Break the problem into pieces. Put them into a to-do app (I use and love Things). This is how a creative universe is made. Each day, I’d brush aside the general collapse of society that seemed to be happening outside of the frame of my life, and dive into search work, picking off a to-do. Covid was large; my to-do list was reasonable.

The real joy of this project wasn’t just in getting the search working but the refinement, the polish, the edge bits. Getting lost for hours in a world of my own construction. Even though I couldn’t control the looming pandemic, I could control this tiny cluster of bits.
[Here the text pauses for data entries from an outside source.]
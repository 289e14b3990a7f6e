use colorscreen_core::ColorClass;
use colorscreen_progress::ProgressInfo;
use colorscreen_solve::{nelder_mead, SimplexProblem, SolveError};

use crate::detector::DetectedPatch;

/// Refines the three reference RGB primaries (red/green/blue screen
/// patch colors) against a set of already-classified patches, by
/// minimizing the total squared distance from each patch to its
/// assigned class's reference color. This is the color-fit step that
/// follows lattice detection: detection only needs a dominant-channel
/// heuristic, but rendering wants accurate reference colors for the
/// unmixing matrix.
struct ColorFit<'a> {
    patches: &'a [DetectedPatch],
    observed: &'a dyn Fn(&DetectedPatch) -> [f64; 3],
}

impl SimplexProblem for ColorFit<'_> {
    fn num_params(&self) -> usize {
        9
    }

    fn start(&self) -> Vec<f64> {
        vec![1.0, 0.0, 0.0, 0.0, 1.0, 0.0, 0.0, 0.0, 1.0]
    }

    fn epsilon(&self) -> Vec<f64> {
        vec![1e-5; 9]
    }

    fn objfunc(&self, params: &[f64]) -> f64 {
        let refs = [
            [params[0], params[1], params[2]],
            [params[3], params[4], params[5]],
            [params[6], params[7], params[8]],
        ];
        self.patches
            .iter()
            .map(|p| {
                let obs = (self.observed)(p);
                let r = refs[class_index(p.color)];
                let d0 = obs[0] - r[0];
                let d1 = obs[1] - r[1];
                let d2 = obs[2] - r[2];
                d0 * d0 + d1 * d1 + d2 * d2
            })
            .sum()
    }
}

fn class_index(c: ColorClass) -> usize {
    match c {
        ColorClass::Red => 0,
        ColorClass::Green => 1,
        ColorClass::Blue => 2,
    }
}

/// Fits reference RGB primaries for red/green/blue screen patches given
/// already-classified detections. Returns `[red_ref, green_ref, blue_ref]`.
pub fn optimize_screen_colors(
    patches: &[DetectedPatch],
    observed: impl Fn(&DetectedPatch) -> [f64; 3],
    progress: &ProgressInfo,
) -> Result<[[f64; 3]; 3], SolveError> {
    let problem = ColorFit {
        patches,
        observed: &observed,
    };
    let result = nelder_mead(&problem, progress)?;
    let p = result.params;
    Ok([
        [p[0], p[1], p[2]],
        [p[3], p[4], p[5]],
        [p[6], p[7], p[8]],
    ])
}

#[cfg(test)]
mod tests {
    use super::*;

    #[test]
    fn recovers_approximately_correct_reference_colors() {
        let patches = vec![
            DetectedPatch { x: 0.0, y: 0.0, color: ColorClass::Red, confidence: 1.0 },
            DetectedPatch { x: 1.0, y: 0.0, color: ColorClass::Green, confidence: 1.0 },
            DetectedPatch { x: 2.0, y: 0.0, color: ColorClass::Blue, confidence: 1.0 },
        ];
        let observed = |p: &DetectedPatch| match p.color {
            ColorClass::Red => [0.9, 0.05, 0.05],
            ColorClass::Green => [0.05, 0.85, 0.05],
            ColorClass::Blue => [0.05, 0.05, 0.8],
        };
        let progress = ProgressInfo::new();
        let refs = optimize_screen_colors(&patches, observed, &progress).unwrap();
        assert!((refs[0][0] - 0.9).abs() < 0.05);
        assert!((refs[1][1] - 0.85).abs() < 0.05);
        assert!((refs[2][2] - 0.8).abs() < 0.05);
    }
}
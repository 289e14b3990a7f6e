//! Tiled, cache-backed rendering of a reconstructed color image from a
//! raw scan, a detected/known screen geometry, and the screen-mosaic
//! model — the component that ties together geometry, screen synthesis,
//! deconvolution, corrections and detection into pixels.

mod render_type;
mod renderer;
mod stitch;

pub use render_type::RenderType;
pub use renderer::{RenderError, Renderer, TileRequest};
pub use stitch::StitchProject;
During my encounter with COVID, back in March 2020, I was only about six weeks into my new job. I had all the encouragement from my (new) managers to “take all the time [I] needed” and “not be afraid of taking sick days, even though you’re new.” I suppose I couldn’t have explained that I needed the work, for the same reason. Rewriting paragraphs of curriculum or writing new blocks of code was something that made it possible to forget the breaths that felt like they were moving spider webs of fiberglass in my lungs.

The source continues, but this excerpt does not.